今年注目の店:単一素材を売りに目的客を獲得する 新保克典氏

2003.01.15 264号 6面

無国籍料理や創作料理を掲げた店が乱立したが、コンセプトがあいまいで飽きられはじめている。これを見直し、今後は限定した単一素材で、「豆腐の店」「牛肉の店」と明確にうたった専門店が躍り出るだろう。

客は、店が考える以上に「何が食べたい」という具体的なイメージを持っている。そこを専門化していく。業態を前提にたくさんのメニュー(素材)を詰め込むのではなく、単一素材を主体に周辺を多様化(肉付け)する形になるだろう。単品素材の品質も、仕入れにおいては絞り込んだ方が良いものが手に入る。

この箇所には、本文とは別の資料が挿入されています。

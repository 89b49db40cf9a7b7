//! Model gateway: the single point through which prompts reach the LLM provider.
//!
//! No other module talks to the provider. A gateway either calls the provider
//! directly (development only, needs a local credential) or relays through the
//! `/api/proxy` service that holds the real credential. Both routes share the same
//! response handling and error type.

use std::time::Duration;

use async_trait::async_trait;
use futures::StreamExt;
use reqwest::{Client, Response};
use serde::{Deserialize, Serialize};
use serde_json::Value;
use thiserror::Error;
use tracing::{debug, warn};

pub mod provider;
pub mod stream;

pub use provider::ProviderEndpoint;
use stream::StreamAssembler;

/// Used when no timeout is configured.
pub const DEFAULT_TIMEOUT: Duration = Duration::from_secs(120);

#[derive(Debug, Error)]
pub enum GatewayError {
    #[error("HTTP error: {0}")]
    Http(#[source] reqwest::Error),

    #[error("Model request timed out")]
    Timeout,

    #[error("API error (status {status}): {message}")]
    Api { status: u16, message: String },

    #[error("Provider response was not valid JSON: {0}")]
    Decode(#[from] serde_json::Error),
}

impl From<reqwest::Error> for GatewayError {
    fn from(e: reqwest::Error) -> Self {
        if e.is_timeout() {
            GatewayError::Timeout
        } else {
            GatewayError::Http(e)
        }
    }
}

/// What a model call produced.
#[derive(Debug, Clone, PartialEq)]
pub enum ModelOutput {
    /// Full provider envelope from a buffered call.
    Json(Value),
    /// Reassembled text from a streamed call.
    Text(String),
}

impl ModelOutput {
    pub fn into_text(self) -> Option<String> {
        match self {
            ModelOutput::Text(text) => Some(text),
            ModelOutput::Json(_) => None,
        }
    }
}

/// Anything that can execute a model call. [`ModelGateway`] is the production
/// implementation; the orchestration layer only sees this trait.
#[async_trait]
pub trait ModelBackend: Send + Sync {
    async fn call_model(&self, payload: &Value, streaming: bool)
        -> Result<ModelOutput, GatewayError>;
}

/// How the gateway reaches the provider.
#[derive(Debug, Clone)]
pub enum GatewayRoute {
    Direct(ProviderEndpoint),
    Relay { url: String },
}

/// Body sent to the relay.
#[derive(Debug, Serialize, Deserialize)]
pub struct RelayRequest {
    pub payload: Option<Value>,
    #[serde(default)]
    pub stream: bool,
}

#[derive(Debug, Deserialize)]
struct ErrorEnvelope {
    error: ErrorBody,
}

#[derive(Debug, Deserialize)]
struct ErrorBody {
    message: String,
    #[serde(default)]
    details: Option<String>,
}

#[derive(Clone)]
pub struct ModelGateway {
    client: Client,
    route: GatewayRoute,
}

impl ModelGateway {
    pub fn new(route: GatewayRoute, timeout: Duration) -> Result<Self, GatewayError> {
        let client = Client::builder().timeout(timeout).build()?;
        Ok(Self { client, route })
    }

    async fn send(&self, payload: &Value, streaming: bool) -> Result<Response, GatewayError> {
        let request = match &self.route {
            GatewayRoute::Direct(endpoint) => endpoint.request(&self.client, payload, streaming),
            GatewayRoute::Relay { url } => self.client.post(url).json(&RelayRequest {
                payload: Some(payload.clone()),
                stream: streaming,
            }),
        };
        Ok(request.send().await?)
    }
}

#[async_trait]
impl ModelBackend for ModelGateway {
    async fn call_model(
        &self,
        payload: &Value,
        streaming: bool,
    ) -> Result<ModelOutput, GatewayError> {
        let response = self.send(payload, streaming).await?;
        read_response(response, streaming).await
    }
}

/// Turns a provider or relay response into a [`ModelOutput`].
async fn read_response(response: Response, streaming: bool) -> Result<ModelOutput, GatewayError> {
    let status = response.status();

    if !status.is_success() {
        let body = response.text().await.unwrap_or_default();
        warn!("Model call failed with {status}: {body}");
        return Err(GatewayError::Api {
            status: status.as_u16(),
            message: error_message(&body),
        });
    }

    if streaming {
        let mut chunks = response.bytes_stream();
        let mut assembler = StreamAssembler::default();
        while let Some(chunk) = chunks.next().await {
            assembler.push(&chunk?);
        }
        debug!("Reassembled streamed response from {} chunks", assembler.chunks());
        Ok(ModelOutput::Text(assembler.finish()))
    } else {
        let body = response.bytes().await?;
        Ok(ModelOutput::Json(serde_json::from_slice(&body)?))
    }
}

/// Pulls `error.message` (plus `details`, if any) out of a JSON error body,
/// falling back to the raw body.
fn error_message(body: &str) -> String {
    match serde_json::from_str::<ErrorEnvelope>(body) {
        Ok(ErrorEnvelope {
            error: ErrorBody {
                message,
                details: Some(details),
            },
        }) => format!("{message}: {details}"),
        Ok(envelope) => envelope.error.message,
        Err(_) if body.trim().is_empty() => "An unknown HTTP error occurred.".to_string(),
        Err(_) => body.to_string(),
    }
}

とくに注目している素材は豚肉だ。日本人の嗜好に最適で、用途も幅広い。西麻布の「とんとことん」や恵比寿の「ぶた屋」など品種や産地限定の豚を使った専門店が話題を呼んでいる。

料理の提供方法については、テーブルクッキング(セルフサービス)が増えるだろう。いまの若者は友達が少ないため、大勢で食事をすると会話がない。彼らを楽しませるには、調理作業を提供するのが手っ取り早い。すなわち鍋、焼き肉、鉄板焼きである。家族団らん同様、皆で共有したものをつつくことで会話が生まれる。

とくに鉄板焼きは、一台で蒸し・焼き・揚げなど何役もの調理が可能。メニューもいろいろアレンジできる。また、視覚、嗅覚、聴覚で楽しめる。セルフサービスは人件費削減のメリットもある。客と一体化する料理を出す業態が増えてくるだろう。

◆新保克典(しんぽ・かつのり) (有)マージョラムインターナショナル代表取締役 昭和35年新潟県生まれ。東京會舘を皮切りに仏料理に従事。渡仏後、二ツ星「ムーランドムージャン」「グァルティエーロマルケージ」などで修業。帰国後「南部亭」料理長を経て渡米。「ドレイズ」「メルローズプレイス」などの料理長を経て、帰国後(株)グローバルダイニング総料理長に就任。昨年、メニューコンサルタントとして独立。